//! services/api/src/web/rest.rs
//!
//! Contains the Axum handlers for the REST API endpoints and the master
//! definition for the OpenAPI specification.

use std::str::FromStr;
use std::sync::Arc;

use axum::{
    extract::{Path, Query, State},
    http::StatusCode,
    response::{IntoResponse, Json},
    Extension,
};
use chrono::{DateTime, Utc};
use scholar_core::dashboard::{dashboard_view, MaterialsQuery, TeacherStats};
use scholar_core::domain::{ClassLevel, Material, MaterialDraft, MaterialPatch, MaterialType};
use scholar_core::query::ClassFilter;
use scholar_core::session::Session;
use serde::{Deserialize, Serialize};
use utoipa::{IntoParams, OpenApi, ToSchema};
use uuid::Uuid;

use crate::error::core_error_response;
use crate::web::state::AppState;

//=========================================================================================
// OpenAPI Master Definition
//=========================================================================================

#[derive(OpenApi)]
#[openapi(
    paths(
        list_materials_handler,
        create_material_handler,
        update_material_handler,
        delete_material_handler,
        download_material_handler,
    ),
    components(
        schemas(
            MaterialResponse,
            DashboardResponse,
            TeacherStatsResponse,
            CreateMaterialRequest,
            UpdateMaterialRequest,
            DownloadResponse,
        )
    ),
    tags(
        (name = "Scholar Share API", description = "Role-scoped catalog of learning materials.")
    )
)]
pub struct ApiDoc;

//=========================================================================================
// API Response and Payload Structs
//=========================================================================================

/// One catalogued material, as the portal renders it.
#[derive(Debug, Serialize, ToSchema)]
pub struct MaterialResponse {
    pub id: Uuid,
    pub title: String,
    pub description: String,
    pub subject: String,
    pub class_level: String,
    pub material_type: String,
    pub uploaded_by: Uuid,
    pub upload_date: DateTime<Utc>,
    pub download_count: u64,
}

impl From<Material> for MaterialResponse {
    fn from(material: Material) -> Self {
        Self {
            id: material.id,
            title: material.title,
            description: material.description,
            subject: material.subject,
            class_level: material.class_level.as_str().to_string(),
            material_type: material.material_type.as_str().to_string(),
            uploaded_by: material.uploaded_by,
            upload_date: material.upload_date,
            download_count: material.download_count,
        }
    }
}

/// Teacher dashboard aggregates.
#[derive(Serialize, ToSchema)]
pub struct TeacherStatsResponse {
    pub total_materials: usize,
    pub total_downloads: u64,
}

impl From<TeacherStats> for TeacherStatsResponse {
    fn from(stats: TeacherStats) -> Self {
        Self {
            total_materials: stats.total_materials,
            total_downloads: stats.total_downloads,
        }
    }
}

/// The role-scoped material listing. `stats` is present for teachers only.
#[derive(Serialize, ToSchema)]
pub struct DashboardResponse {
    pub materials: Vec<MaterialResponse>,
    #[serde(skip_serializing_if = "Option::is_none")]
    pub stats: Option<TeacherStatsResponse>,
}

/// Search/filter parameters for the material listing.
#[derive(Deserialize, IntoParams)]
pub struct ListMaterialsParams {
    /// Case-insensitive substring matched against title and subject.
    pub search: Option<String>,
    /// "all" or one of jss1..ss3; anything unrecognized means "all".
    pub class_level: Option<String>,
}

#[derive(Deserialize, ToSchema)]
pub struct CreateMaterialRequest {
    pub title: String,
    pub description: String,
    pub subject: String,
    pub class_level: String,
    pub material_type: String,
}

#[derive(Deserialize, ToSchema, Default)]
pub struct UpdateMaterialRequest {
    pub title: Option<String>,
    pub description: Option<String>,
    pub subject: Option<String>,
    pub class_level: Option<String>,
    pub material_type: Option<String>,
}

/// The response payload of a successful download request.
#[derive(Debug, Serialize, ToSchema)]
pub struct DownloadResponse {
    /// Where the storage provider serves the file from.
    pub download_url: String,
    pub download_count: u64,
}

//=========================================================================================
// REST API Handlers
//=========================================================================================

/// List the materials visible to the current viewer.
///
/// Teachers see their own uploads plus dashboard stats; students see the
/// full catalog; anonymous viewers see an empty list. The optional
/// `search` and `class_level` parameters narrow the result.
#[utoipa::path(
    get,
    path = "/materials",
    params(ListMaterialsParams),
    responses(
        (status = 200, description = "The role-scoped, filtered material list", body = DashboardResponse),
        (status = 500, description = "Internal server error")
    )
)]
pub async fn list_materials_handler(
    State(state): State<Arc<AppState>>,
    Extension(session): Extension<Session>,
    Query(params): Query<ListMaterialsParams>,
) -> Result<impl IntoResponse, (StatusCode, String)> {
    let query = MaterialsQuery {
        search_term: params.search.unwrap_or_default(),
        class_filter: ClassFilter::parse(params.class_level.as_deref().unwrap_or("all")),
    };

    let view = dashboard_view(&state.catalog, &session, &query)
        .await
        .map_err(core_error_response)?;

    Ok(Json(DashboardResponse {
        materials: view.materials.into_iter().map(Into::into).collect(),
        stats: view.stats.map(Into::into),
    }))
}

/// Upload a new material (teachers only).
#[utoipa::path(
    post,
    path = "/materials",
    request_body = CreateMaterialRequest,
    responses(
        (status = 201, description = "Material created", body = MaterialResponse),
        (status = 400, description = "Invalid class level, material type, or title"),
        (status = 401, description = "No signed-in user"),
        (status = 403, description = "Viewer is not a teacher")
    )
)]
pub async fn create_material_handler(
    State(state): State<Arc<AppState>>,
    Extension(session): Extension<Session>,
    Json(req): Json<CreateMaterialRequest>,
) -> Result<impl IntoResponse, (StatusCode, String)> {
    let class_level =
        ClassLevel::from_str(&req.class_level).map_err(core_error_response)?;
    let material_type =
        MaterialType::from_str(&req.material_type).map_err(core_error_response)?;

    let draft = MaterialDraft {
        title: req.title,
        description: req.description,
        subject: req.subject,
        class_level,
        material_type,
    };

    let material = state
        .catalog
        .create(&session, draft)
        .await
        .map_err(core_error_response)?;

    Ok((StatusCode::CREATED, Json(MaterialResponse::from(material))))
}

/// Edit one of the signed-in teacher's own materials.
///
/// Absent fields are left untouched; `id`, `uploaded_by` and
/// `upload_date` cannot be changed.
#[utoipa::path(
    put,
    path = "/materials/{id}",
    request_body = UpdateMaterialRequest,
    responses(
        (status = 200, description = "Material updated", body = MaterialResponse),
        (status = 400, description = "Invalid field value"),
        (status = 403, description = "Viewer does not own this material"),
        (status = 404, description = "No such material")
    ),
    params(
        ("id" = Uuid, Path, description = "The material's unique id.")
    )
)]
pub async fn update_material_handler(
    State(state): State<Arc<AppState>>,
    Extension(session): Extension<Session>,
    Path(id): Path<Uuid>,
    Json(req): Json<UpdateMaterialRequest>,
) -> Result<impl IntoResponse + std::fmt::Debug, (StatusCode, String)> {
    let class_level = match req.class_level {
        Some(raw) => Some(ClassLevel::from_str(&raw).map_err(core_error_response)?),
        None => None,
    };
    let material_type = match req.material_type {
        Some(raw) => Some(MaterialType::from_str(&raw).map_err(core_error_response)?),
        None => None,
    };

    let patch = MaterialPatch {
        title: req.title,
        description: req.description,
        subject: req.subject,
        class_level,
        material_type,
    };

    let material = state
        .catalog
        .update(&session, id, patch)
        .await
        .map_err(core_error_response)?;

    Ok(Json(MaterialResponse::from(material)))
}

/// Delete one of the signed-in teacher's own materials.
#[utoipa::path(
    delete,
    path = "/materials/{id}",
    responses(
        (status = 204, description = "Material deleted"),
        (status = 403, description = "Viewer does not own this material"),
        (status = 404, description = "No such material")
    ),
    params(
        ("id" = Uuid, Path, description = "The material's unique id.")
    )
)]
pub async fn delete_material_handler(
    State(state): State<Arc<AppState>>,
    Extension(session): Extension<Session>,
    Path(id): Path<Uuid>,
) -> Result<impl IntoResponse + std::fmt::Debug, (StatusCode, String)> {
    state
        .catalog
        .delete(&session, id)
        .await
        .map_err(core_error_response)?;
    Ok(StatusCode::NO_CONTENT)
}

/// Request a download of a material's file.
///
/// Open to every viewer. The transport prepares the provider URL first;
/// the download is counted only once that has succeeded.
#[utoipa::path(
    post,
    path = "/materials/{id}/download",
    responses(
        (status = 200, description = "Download prepared and counted", body = DownloadResponse),
        (status = 404, description = "No such material")
    ),
    params(
        ("id" = Uuid, Path, description = "The material's unique id.")
    )
)]
pub async fn download_material_handler(
    State(state): State<Arc<AppState>>,
    Path(id): Path<Uuid>,
) -> Result<impl IntoResponse + std::fmt::Debug, (StatusCode, String)> {
    let material = state.catalog.find(id).await.map_err(core_error_response)?;

    let download_url = state
        .downloads
        .prepare_download(&material)
        .await
        .map_err(core_error_response)?;

    let updated = state
        .catalog
        .record_download(id)
        .await
        .map_err(core_error_response)?;

    Ok(Json(DownloadResponse {
        download_url,
        download_count: updated.download_count,
    }))
}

====================

_Problem details_
Only lines holding the word "signed" belong in the answer; copy each one from the material.

_Completed task_
        (status = 401, description = "No signed-in user"),
/// Edit one of the signed-in teacher's own materials.
/// Delete one of the signed-in teacher's own materials.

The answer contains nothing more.